▸ **TASK ITEM**:
What is the number of lines in the data that include the string "clap"? Give it by itself.

▸ **RECORDS PROVIDED**:
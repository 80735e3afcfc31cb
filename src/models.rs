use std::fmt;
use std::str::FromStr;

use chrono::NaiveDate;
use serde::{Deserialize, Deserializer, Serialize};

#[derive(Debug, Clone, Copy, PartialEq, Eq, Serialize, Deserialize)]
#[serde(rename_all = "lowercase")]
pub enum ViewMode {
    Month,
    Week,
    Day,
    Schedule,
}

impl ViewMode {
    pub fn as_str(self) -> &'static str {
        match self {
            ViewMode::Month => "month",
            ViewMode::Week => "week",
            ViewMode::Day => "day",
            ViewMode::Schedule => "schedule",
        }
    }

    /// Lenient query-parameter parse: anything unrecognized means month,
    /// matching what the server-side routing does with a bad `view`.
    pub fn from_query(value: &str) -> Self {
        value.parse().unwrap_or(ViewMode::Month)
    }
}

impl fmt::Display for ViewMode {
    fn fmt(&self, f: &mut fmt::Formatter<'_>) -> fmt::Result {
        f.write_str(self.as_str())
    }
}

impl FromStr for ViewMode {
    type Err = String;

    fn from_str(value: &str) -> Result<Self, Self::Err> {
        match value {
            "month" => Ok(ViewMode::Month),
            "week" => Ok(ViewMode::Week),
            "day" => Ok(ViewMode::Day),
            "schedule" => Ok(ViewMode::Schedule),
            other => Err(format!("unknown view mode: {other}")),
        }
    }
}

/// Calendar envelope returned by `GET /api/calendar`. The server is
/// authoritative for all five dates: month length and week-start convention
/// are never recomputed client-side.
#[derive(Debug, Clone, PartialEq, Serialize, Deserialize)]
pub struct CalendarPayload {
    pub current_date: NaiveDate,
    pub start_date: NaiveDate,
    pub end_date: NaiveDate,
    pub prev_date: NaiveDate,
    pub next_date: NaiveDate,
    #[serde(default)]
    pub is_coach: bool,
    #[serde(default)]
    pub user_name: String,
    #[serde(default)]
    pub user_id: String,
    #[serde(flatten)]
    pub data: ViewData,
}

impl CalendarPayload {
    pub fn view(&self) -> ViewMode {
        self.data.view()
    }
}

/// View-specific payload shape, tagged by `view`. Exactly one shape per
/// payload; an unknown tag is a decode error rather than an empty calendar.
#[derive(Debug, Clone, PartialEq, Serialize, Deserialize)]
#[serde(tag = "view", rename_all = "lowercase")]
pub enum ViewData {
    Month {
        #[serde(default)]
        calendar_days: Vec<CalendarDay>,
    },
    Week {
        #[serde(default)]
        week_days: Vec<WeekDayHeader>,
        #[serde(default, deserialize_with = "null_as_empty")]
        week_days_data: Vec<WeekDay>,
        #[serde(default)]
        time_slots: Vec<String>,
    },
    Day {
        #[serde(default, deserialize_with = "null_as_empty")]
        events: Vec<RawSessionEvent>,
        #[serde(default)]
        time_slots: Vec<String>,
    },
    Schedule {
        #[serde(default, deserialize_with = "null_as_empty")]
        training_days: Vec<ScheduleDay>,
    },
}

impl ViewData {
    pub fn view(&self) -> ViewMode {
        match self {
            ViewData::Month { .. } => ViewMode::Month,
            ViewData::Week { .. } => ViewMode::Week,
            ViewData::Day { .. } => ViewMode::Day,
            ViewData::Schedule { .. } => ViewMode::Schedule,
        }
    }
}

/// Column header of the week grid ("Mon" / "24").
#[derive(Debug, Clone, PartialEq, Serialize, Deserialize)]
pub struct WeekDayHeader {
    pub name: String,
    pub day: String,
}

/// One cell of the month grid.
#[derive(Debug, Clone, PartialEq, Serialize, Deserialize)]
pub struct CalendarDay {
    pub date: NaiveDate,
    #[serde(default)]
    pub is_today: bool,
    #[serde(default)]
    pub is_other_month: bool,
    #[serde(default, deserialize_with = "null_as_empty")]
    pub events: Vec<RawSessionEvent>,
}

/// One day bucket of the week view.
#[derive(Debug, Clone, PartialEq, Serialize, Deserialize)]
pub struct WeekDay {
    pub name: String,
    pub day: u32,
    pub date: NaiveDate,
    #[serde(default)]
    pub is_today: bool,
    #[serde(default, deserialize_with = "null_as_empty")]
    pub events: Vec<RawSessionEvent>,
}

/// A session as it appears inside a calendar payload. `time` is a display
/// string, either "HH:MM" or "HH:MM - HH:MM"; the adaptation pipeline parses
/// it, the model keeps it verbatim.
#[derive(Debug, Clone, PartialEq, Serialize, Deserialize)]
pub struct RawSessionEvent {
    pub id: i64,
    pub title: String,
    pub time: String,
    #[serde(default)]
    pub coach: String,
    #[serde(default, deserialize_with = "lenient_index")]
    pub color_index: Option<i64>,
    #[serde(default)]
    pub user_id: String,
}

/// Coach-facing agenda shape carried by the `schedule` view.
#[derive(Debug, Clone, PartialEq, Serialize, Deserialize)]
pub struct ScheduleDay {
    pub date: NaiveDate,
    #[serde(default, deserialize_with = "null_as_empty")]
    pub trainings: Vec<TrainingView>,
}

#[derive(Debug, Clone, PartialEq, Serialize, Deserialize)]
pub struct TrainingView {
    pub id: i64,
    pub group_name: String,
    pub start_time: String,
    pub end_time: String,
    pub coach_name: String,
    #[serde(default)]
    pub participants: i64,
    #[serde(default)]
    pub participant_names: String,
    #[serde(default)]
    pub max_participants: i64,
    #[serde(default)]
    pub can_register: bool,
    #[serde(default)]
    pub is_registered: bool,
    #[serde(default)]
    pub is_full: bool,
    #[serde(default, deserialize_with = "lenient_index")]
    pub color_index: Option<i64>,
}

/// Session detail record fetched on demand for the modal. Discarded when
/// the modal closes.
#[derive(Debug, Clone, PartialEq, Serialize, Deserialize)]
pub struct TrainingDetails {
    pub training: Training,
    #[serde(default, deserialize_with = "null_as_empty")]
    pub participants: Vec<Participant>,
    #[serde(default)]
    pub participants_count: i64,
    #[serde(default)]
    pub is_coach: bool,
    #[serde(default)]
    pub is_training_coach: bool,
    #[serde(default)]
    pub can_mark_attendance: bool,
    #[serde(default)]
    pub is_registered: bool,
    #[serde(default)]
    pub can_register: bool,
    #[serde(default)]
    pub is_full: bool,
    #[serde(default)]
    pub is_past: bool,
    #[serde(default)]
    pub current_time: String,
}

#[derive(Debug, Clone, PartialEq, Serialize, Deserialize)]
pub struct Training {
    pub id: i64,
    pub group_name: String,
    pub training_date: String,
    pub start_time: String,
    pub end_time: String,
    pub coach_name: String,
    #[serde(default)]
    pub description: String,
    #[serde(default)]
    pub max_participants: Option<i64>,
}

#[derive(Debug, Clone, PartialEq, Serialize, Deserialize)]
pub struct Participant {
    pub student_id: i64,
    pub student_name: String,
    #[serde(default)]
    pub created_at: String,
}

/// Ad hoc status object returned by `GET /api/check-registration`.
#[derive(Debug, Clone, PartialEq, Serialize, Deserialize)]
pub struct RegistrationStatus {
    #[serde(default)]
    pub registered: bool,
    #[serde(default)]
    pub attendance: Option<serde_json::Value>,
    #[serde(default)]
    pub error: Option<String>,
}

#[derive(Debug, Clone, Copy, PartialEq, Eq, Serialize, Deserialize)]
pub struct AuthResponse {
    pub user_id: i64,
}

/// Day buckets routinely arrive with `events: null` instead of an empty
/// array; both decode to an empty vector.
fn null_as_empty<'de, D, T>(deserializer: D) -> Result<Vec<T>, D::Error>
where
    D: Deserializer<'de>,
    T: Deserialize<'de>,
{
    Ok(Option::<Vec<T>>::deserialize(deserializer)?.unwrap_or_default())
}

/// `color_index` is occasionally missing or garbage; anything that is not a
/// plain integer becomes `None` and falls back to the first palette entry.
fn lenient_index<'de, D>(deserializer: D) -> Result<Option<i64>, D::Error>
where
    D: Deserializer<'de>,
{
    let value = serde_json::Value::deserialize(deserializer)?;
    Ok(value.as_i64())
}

---

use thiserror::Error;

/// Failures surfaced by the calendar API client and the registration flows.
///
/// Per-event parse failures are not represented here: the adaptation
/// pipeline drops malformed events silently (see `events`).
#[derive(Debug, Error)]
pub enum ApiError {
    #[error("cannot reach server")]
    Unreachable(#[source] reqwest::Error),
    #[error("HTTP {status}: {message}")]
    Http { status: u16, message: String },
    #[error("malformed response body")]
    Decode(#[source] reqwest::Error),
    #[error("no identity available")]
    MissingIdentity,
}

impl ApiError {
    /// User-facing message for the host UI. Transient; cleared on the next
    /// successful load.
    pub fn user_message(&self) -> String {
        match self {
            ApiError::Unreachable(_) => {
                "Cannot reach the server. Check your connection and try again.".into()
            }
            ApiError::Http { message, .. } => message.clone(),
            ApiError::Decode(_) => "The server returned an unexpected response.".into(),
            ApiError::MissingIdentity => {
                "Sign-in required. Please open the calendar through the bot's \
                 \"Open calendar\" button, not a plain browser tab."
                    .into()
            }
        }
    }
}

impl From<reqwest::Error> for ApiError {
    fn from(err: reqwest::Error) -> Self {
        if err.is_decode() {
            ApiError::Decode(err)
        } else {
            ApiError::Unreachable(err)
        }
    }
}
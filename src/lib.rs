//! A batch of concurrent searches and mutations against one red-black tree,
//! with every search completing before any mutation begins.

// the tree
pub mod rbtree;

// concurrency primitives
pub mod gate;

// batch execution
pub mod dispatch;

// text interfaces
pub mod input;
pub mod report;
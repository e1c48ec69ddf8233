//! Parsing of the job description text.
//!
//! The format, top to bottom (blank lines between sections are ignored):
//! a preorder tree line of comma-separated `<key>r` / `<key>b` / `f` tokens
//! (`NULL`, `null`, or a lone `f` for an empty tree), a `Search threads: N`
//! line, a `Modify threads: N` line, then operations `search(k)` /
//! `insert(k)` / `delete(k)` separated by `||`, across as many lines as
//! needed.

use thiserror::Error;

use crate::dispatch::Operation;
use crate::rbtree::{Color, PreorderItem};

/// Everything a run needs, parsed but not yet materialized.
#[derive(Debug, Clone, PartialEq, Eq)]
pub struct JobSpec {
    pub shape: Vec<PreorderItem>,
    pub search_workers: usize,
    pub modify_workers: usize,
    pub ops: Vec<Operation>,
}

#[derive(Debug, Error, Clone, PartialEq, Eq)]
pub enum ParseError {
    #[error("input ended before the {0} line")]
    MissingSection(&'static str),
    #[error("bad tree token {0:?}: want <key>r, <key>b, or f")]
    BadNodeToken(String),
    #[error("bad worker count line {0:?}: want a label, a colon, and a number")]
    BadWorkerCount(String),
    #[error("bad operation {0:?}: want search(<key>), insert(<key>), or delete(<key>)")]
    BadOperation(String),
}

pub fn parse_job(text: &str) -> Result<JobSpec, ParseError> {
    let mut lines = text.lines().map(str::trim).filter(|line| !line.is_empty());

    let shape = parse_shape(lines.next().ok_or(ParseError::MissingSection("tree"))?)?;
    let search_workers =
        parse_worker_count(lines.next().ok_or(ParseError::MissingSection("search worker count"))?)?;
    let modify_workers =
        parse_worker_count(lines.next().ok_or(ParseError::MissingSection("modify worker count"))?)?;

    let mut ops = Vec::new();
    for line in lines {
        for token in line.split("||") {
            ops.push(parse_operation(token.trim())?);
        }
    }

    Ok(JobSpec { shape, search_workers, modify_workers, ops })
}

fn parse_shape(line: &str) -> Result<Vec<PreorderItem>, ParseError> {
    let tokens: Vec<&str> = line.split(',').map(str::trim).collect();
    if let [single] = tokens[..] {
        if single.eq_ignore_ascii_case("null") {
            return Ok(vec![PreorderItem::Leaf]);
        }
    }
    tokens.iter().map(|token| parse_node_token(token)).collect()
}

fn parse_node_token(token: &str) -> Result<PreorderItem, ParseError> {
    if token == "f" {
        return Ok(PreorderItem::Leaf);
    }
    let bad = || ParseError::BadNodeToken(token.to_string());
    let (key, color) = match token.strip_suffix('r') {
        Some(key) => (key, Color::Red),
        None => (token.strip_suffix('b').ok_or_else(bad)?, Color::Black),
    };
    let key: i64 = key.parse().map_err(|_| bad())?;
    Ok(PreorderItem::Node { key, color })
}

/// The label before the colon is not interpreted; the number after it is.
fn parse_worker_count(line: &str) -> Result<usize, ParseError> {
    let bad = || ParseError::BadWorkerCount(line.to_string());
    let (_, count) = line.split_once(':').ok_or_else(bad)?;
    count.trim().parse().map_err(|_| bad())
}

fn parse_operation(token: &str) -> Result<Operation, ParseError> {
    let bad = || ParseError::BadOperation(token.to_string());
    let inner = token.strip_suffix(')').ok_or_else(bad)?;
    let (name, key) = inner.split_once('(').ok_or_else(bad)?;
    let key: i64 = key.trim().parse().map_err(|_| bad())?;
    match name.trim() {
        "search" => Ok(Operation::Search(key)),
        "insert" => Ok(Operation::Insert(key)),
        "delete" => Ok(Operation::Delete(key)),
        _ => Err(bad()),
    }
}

--

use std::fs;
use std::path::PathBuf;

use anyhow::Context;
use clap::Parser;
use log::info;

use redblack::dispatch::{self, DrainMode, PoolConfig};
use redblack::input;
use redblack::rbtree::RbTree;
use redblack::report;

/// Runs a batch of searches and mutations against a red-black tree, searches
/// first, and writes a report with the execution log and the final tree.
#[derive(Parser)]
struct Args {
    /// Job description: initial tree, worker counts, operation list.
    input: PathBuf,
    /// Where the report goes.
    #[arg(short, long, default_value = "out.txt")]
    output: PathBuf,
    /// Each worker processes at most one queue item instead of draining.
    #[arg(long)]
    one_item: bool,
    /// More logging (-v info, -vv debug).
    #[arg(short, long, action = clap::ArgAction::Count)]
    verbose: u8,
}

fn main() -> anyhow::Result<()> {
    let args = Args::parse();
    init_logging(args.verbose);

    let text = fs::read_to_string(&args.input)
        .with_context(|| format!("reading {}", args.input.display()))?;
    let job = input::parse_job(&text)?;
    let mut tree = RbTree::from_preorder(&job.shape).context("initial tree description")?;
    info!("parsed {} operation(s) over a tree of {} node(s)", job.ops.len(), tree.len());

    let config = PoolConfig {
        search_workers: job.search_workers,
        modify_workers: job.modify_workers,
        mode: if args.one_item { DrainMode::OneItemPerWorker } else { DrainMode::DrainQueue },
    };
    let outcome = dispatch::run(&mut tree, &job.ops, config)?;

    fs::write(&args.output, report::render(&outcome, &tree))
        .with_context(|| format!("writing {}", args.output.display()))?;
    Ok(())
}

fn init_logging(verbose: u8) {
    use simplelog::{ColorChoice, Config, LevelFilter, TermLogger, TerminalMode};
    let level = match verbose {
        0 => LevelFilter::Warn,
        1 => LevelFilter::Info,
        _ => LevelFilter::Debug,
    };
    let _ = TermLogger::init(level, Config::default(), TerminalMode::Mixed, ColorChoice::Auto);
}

▸ **RESULT**:
2